Overture Services announced on Monday the rollout of the AltaVista Toolbar, just days after Google released the latest version of its own Internet browser toolbar.

Like Google’s, AltaVista’s toolbar gives users the chance to search the Web directly from their browsers, while also giving them added tools like a pop-up blocker. AltaVista, which was acquired by Overture in February, would like to capitalize on its international appeal, offering the capability to translate Web pages into 10 languages. Other features allow users to search on a Web site or page, or do specific searches for news, images, video or audio files. Users can also check weather, area codes, ZIP codes, time zones, and exchange rates.

The AltaVista toolbar is available only for Internet Explorer browsers, version 5.0 or above. AltaVista said it has no plans to make it available for other browsers. The toolbar comes in six languages: English, French, German, Italian, Spanish and Swedish.

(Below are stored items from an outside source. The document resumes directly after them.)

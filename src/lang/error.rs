use super::LineNumber;

#[derive(Clone, PartialEq)]
pub struct Error {
    code: u16,
    line_number: LineNumber,
    message: String,
}

#[doc(hidden)]
#[macro_export]
macro_rules! error {
    ($err:ident) => {
        $crate::lang::Error::new($crate::lang::ErrorCode::$err)
    };
    ($err:ident, $line:expr) => {
        $crate::lang::Error::new($crate::lang::ErrorCode::$err).in_line_number($line)
    };
    ($err:ident; $msg:expr) => {
        $crate::lang::Error::new($crate::lang::ErrorCode::$err).message($msg)
    };
    ($err:ident, $line:expr; $msg:expr) => {
        $crate::lang::Error::new($crate::lang::ErrorCode::$err)
            .in_line_number($line)
            .message($msg)
    };
}

impl Error {
    pub fn new(code: ErrorCode) -> Error {
        Error {
            code: code as u16,
            line_number: None,
            message: String::new(),
        }
    }

    pub fn code(&self) -> u16 {
        self.code
    }

    pub fn is(&self, code: ErrorCode) -> bool {
        self.code == code as u16
    }

    pub fn line_number(&self) -> LineNumber {
        self.line_number
    }

    pub fn in_line_number(&self, line: LineNumber) -> Error {
        debug_assert!(self.line_number.is_none());
        Error {
            code: self.code,
            line_number: line,
            message: self.message.clone(),
        }
    }

    pub fn message(&self, message: &str) -> Error {
        debug_assert_eq!(self.message.len(), 0);
        Error {
            code: self.code,
            line_number: self.line_number,
            message: message.to_string(),
        }
    }
}

#[derive(Debug, Clone, Copy, PartialEq)]
pub enum ErrorCode {
    SyntaxError = 2,
    UnknownInstruction = 3,
    WrongNumberOfOperands = 4,
    IllegalNumberOfLines = 5,
    UndefinedLabel = 8,
    UndefinedVariable = 9,
    DuplicateDefinition = 10,
    TooManyVariables = 11,
    NameTooLong = 12,
    TypeMismatch = 13,
    IllegalLiteral = 14,
    StringTooLong = 15,
    IllegalRegister = 16,
    EndOfScript = 17,
    CallStackOverflow = 18,
    CallFailed = 19,
    Break = 20,
    ExecutionTimeout = 21,
    InternalError = 51,
    FileNotFound = 53,
}

impl std::fmt::Debug for Error {
    fn fmt(&self, f: &mut std::fmt::Formatter<'_>) -> std::fmt::Result {
        write!(f, "Error {{ {} }}", self.to_string())
    }
}

impl std::fmt::Display for Error {
    fn fmt(&self, f: &mut std::fmt::Formatter) -> std::fmt::Result {
        let code_str = match self.code {
            2 => "SYNTAX ERROR",
            3 => "UNKNOWN INSTRUCTION",
            4 => "WRONG NUMBER OF OPERANDS",
            5 => "ILLEGAL NUMBER OF LINES",
            8 => "UNDEFINED LABEL",
            9 => "UNDEFINED VARIABLE",
            10 => "DUPLICATE DEFINITION",
            11 => "TOO MANY VARIABLES",
            12 => "NAME TOO LONG",
            13 => "TYPE MISMATCH",
            14 => "ILLEGAL LITERAL",
            15 => "STRING TOO LONG",
            16 => "ILLEGAL REGISTER",
            17 => "END OF SCRIPT",
            18 => "CALL STACK OVERFLOW",
            19 => "CALL FAILED",
            20 => "BREAK",
            21 => "EXECUTION TIMEOUT",
            51 => "INTERNAL ERROR",
            53 => "FILE NOT FOUND",
            _ => "",
        };
        let mut suffix = String::new();
        if let Some(line_number) = self.line_number {
            suffix.push_str(&format!(" IN {}", line_number));
        }
        if !self.message.is_empty() {
            suffix.push_str(&format!("; {}", self.message));
        }
        if code_str.is_empty() {
            write!(f, "SCRIPT ERROR {}{}", self.code, suffix)
        } else {
            write!(f, "{}{}", code_str, suffix)
        }
    }
}

#[cfg(test)]
mod tests {
    use super::*;

    #[test]
    fn test_display() {
        assert_eq!(error!(UndefinedLabel).to_string(), "UNDEFINED LABEL");
        assert_eq!(
            error!(UndefinedLabel, Some(4); "foo").to_string(),
            "UNDEFINED LABEL IN 4; foo"
        );
        assert_eq!(error!(Break, Some(0)).to_string(), "BREAK IN 0");
        assert_eq!(error!(ExecutionTimeout).to_string(), "EXECUTION TIMEOUT");
        assert_eq!(
            error!(UndefinedLabel; "main").to_string(),
            "UNDEFINED LABEL; main"
        );
    }

    #[test]
    fn test_is() {
        let e = error!(TypeMismatch; "x");
        assert!(e.is(ErrorCode::TypeMismatch));
        assert!(!e.is(ErrorCode::StringTooLong));
        assert_eq!(e.code(), 13);
    }
}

Browser-based toolbars, which have been around for years, have gained new prominence since the market for paid search has taken off. With Yahoo and Microsoft seeing search as a key component to their services, they are increasingly looking to take search from their destination pages and transform it into a key Internet utility like email.

Yahoo, which agreed to acquire Overture in July, already has its own toolbar, Yahoo Companion, through which it’s been pushing search. Since its launch in November 2002, Yahoo has aggressively nudged its users to download it. The company has also added a search feature to its instant messaging client.

Microsoft, meanwhile, is reportedly looking at how to integrate search into the new version of its Windows operating system, codenamed Longhorn. The new search function is expected to combine Web search with document and database search to create an all-in-one search capability.

Last week, Google buffed up its toolbar, originally released in December 2000. It also features a gaggle of add-ons, such as a tool for filling in Web forms and an auto-blogging feature that taps into Google’s Blogger Web publishing platform.

Overture hopes AltaVista can tap into its own specialties, such as Babel Fish translation and audio-video search. Babel Fish can translate Web pages into 10 languages, including all major European languages, Japanese, Russian and Korean. AltaVista also boasts the largest multimedia collection, with over 550 million image, audio and video files.